A Soberania Alimentar
A realidade impõe cada vez mais a defesa a produção nacional e a garantia da soberania alimentar. Foi esta a conclusão da «Conversa da Treta» da edição de 30 de Maio. Mas como?
Com uma outra política para a agricultura nacional. Política que realize uma profunda avaliação da situação agrícola. Que promova uma ruptura com a actual Política Agrícola Comum (PAC) e com as imposições da União Europeia (U.E.) para a agricultura.
No imediato, em primeiro lugar, é essencial tomar medidas que tenham como objectivos garantir a soberania alimentar com o direito a produzir. Bem como a definição de uma nova política agrícola e alimentar nacional, de acordo com as potencialidades agrológicas e as necessidades do País.
Em segundo lugar, é indispensável assegurar a elevação dos rendimentos dos agricultores. O que passa pela defesa do emprego e melhores salários dos trabalhadores agrícolas. E pela preservação do tecido social agrícola, assente numa forte rede de explorações agrícolas familiares.
Depois, é necessário assegurar a coesão económica e social, travando o agravamento das assimetrias regionais, a desertificação e perda de actividade agrícola de muitas áreas agro-rurais.
Finalmente, é necessário proporcionar a segurança alimentar com uma produção agrícola e pecuária (e processos de conservação e transformação) que assegure produtos de qualidade.
Nada disto foi tido em conta na recente proposta legislativa da Comissão Europeia (CE) sobre o "Estado de Saúde" da PAC. Proposta essa que revela uma total insensibilidade social e maltrata a agricultura familiar, os pequenos agricultores.
Face à escalada no aumento dos preços que se tem verificado nos últimos meses, ao abandono da terra e ao desaparecimento de muitos milhares de explorações agrícolas a CE, em vez de inverter o caminho perseguido pelas últimas reformas da PAC, antes o acentua.
É particularmente grave que, no actual contexto, se proceda à supressão total dos pagamentos associados à produção ainda existentes (com excepção apenas das vacas em aleitamento, dos caprinos e ovinos), transferindo-os para o regime de pagamento único.
Isto ao mesmo tempo que avança no desmantelamento progressivo de organizações comuns de mercado importantes como do vinho, do açúcar, das frutas e hortaliças, do tabaco, da banana. Bem como o desmantelamento do sistema de quotas leiteiras até 2015, a supressão da intervenção (trigo duro, arroz e a carne de suíno), fomentando ainda mais o abandono da terra e da actividade agrícola.

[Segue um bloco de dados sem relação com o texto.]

//! Cucumber-driven end-to-end scenarios for the deplens binary.
//!
//! Feature files live at the repo root under `tests/features/`; report
//! fixtures are shared with the golden-file tests.

use assert_cmd::Command;
use camino::Utf8PathBuf;
use cucumber::{World, given, then, when};
use serde_json::Value;

#[allow(deprecated)]
fn deplens_cmd() -> Command {
    Command::cargo_bin("deplens").unwrap()
}

fn repo_root() -> Utf8PathBuf {
    Utf8PathBuf::from(env!("CARGO_MANIFEST_DIR"))
        .join("..")
        .join("..")
}

#[derive(Debug, Default, World)]
pub struct DeplensWorld {
    temp: Option<tempfile::TempDir>,
    report_path: Option<Utf8PathBuf>,
    config_path: Option<Utf8PathBuf>,
    exit_code: Option<i32>,
    stdout: String,
    report: Option<Value>,
}

impl DeplensWorld {
    fn diagnostics(&self) -> Vec<Value> {
        self.report.as_ref().unwrap()["diagnostics"]
            .as_array()
            .cloned()
            .unwrap_or_default()
    }
}

#[given(expr = "the report fixture {string}")]
fn report_fixture(world: &mut DeplensWorld, name: String) {
    let dir = repo_root().join("tests").join("fixtures").join(&name);
    world.report_path = Some(dir.join("report.json"));

    // Fixtures that ship a config use it; the rest run on defaults.
    let config = dir.join("deplens.toml");
    if config.as_std_path().exists() {
        world.config_path = Some(config);
    }
}

#[when("I run deplens check")]
fn run_check(world: &mut DeplensWorld) {
    let temp = tempfile::tempdir().unwrap();
    let report_out = temp.path().join("report.json");

    let mut cmd = deplens_cmd();
    cmd.arg("check");
    if let Some(config) = &world.config_path {
        cmd.arg("--config").arg(config);
    }
    let assert = cmd
        .arg("--report")
        .arg(world.report_path.as_ref().unwrap())
        .arg("--package")
        .arg("flask")
        .arg("--package-version")
        .arg("1.0")
        .arg("--report-out")
        .arg(&report_out)
        .assert();

    let output = assert.get_output();
    world.exit_code = output.status.code();
    world.stdout = String::from_utf8_lossy(&output.stdout).to_string();
    world.report = Some(
        serde_json::from_str(&std::fs::read_to_string(&report_out).unwrap()).unwrap(),
    );
    world.temp = Some(temp);
}

#[then(expr = "the exit code is {int}")]
fn exit_code_is(world: &mut DeplensWorld, code: i32) {
    assert_eq!(world.exit_code, Some(code), "stdout:\n{}", world.stdout);
}

#[then(expr = "a diagnostic with code {string} is emitted")]
fn diagnostic_with_code(world: &mut DeplensWorld, code: String) {
    assert!(
        world
            .diagnostics()
            .iter()
            .any(|d| d["code"].as_str() == Some(code.as_str())),
        "no diagnostic with code {code}"
    );
}

#[then(expr = "a diagnostic message contains {string}")]
fn diagnostic_message_contains(world: &mut DeplensWorld, needle: String) {
    assert!(
        world.diagnostics().iter().any(|d| {
            d["message"].as_str().unwrap_or_default().contains(&needle)
        }),
        "no diagnostic message contains {needle:?}"
    );
}

#[then(expr = "no diagnostic message mentions {string}")]
fn no_diagnostic_message_mentions(world: &mut DeplensWorld, needle: String) {
    assert!(
        world.diagnostics().iter().all(|d| {
            !d["message"].as_str().unwrap_or_default().contains(&needle)
        }),
        "a diagnostic message mentions {needle:?}"
    );
}

#[then("no diagnostics are emitted")]
fn no_diagnostics(world: &mut DeplensWorld) {
    assert!(world.diagnostics().is_empty());
}

fn main() {
    let features = repo_root().join("tests").join("features");
    futures::executor::block_on(DeplensWorld::run(features.as_std_path()));
}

De igual forma, mantém o incentivo ao absentismo e a distribuição injusta dos subsídios entre produtores, produtos e países. Acelerando assim o processo de concentração da produção em alguns países e regiões. Acelerando a especulação sobre o mercado das terras agrícolas e a actividade especulativa sobre os géneros alimentícios. Acelerando a formação de cartéis pelas indústrias alimentares e de distribuição. Acelerando a promoção do modelo da «agricultura intensiva» e «competitiva», com consequências negativas para a soberania e segurança alimentares.
Esta proposta da Comissão não tem em conta, e era necessário ter, que a agricultura e os sistemas de produção agrícola são muito diversificados no conjunto dos países da União Europeia.
É necessário uma outra política agrícola que tenha como princípio o direito à soberania e segurança alimentares de cada país e a resolução dos estrangulamentos que têm levado ao abandono da produção pelos pequenos e médios agricultores.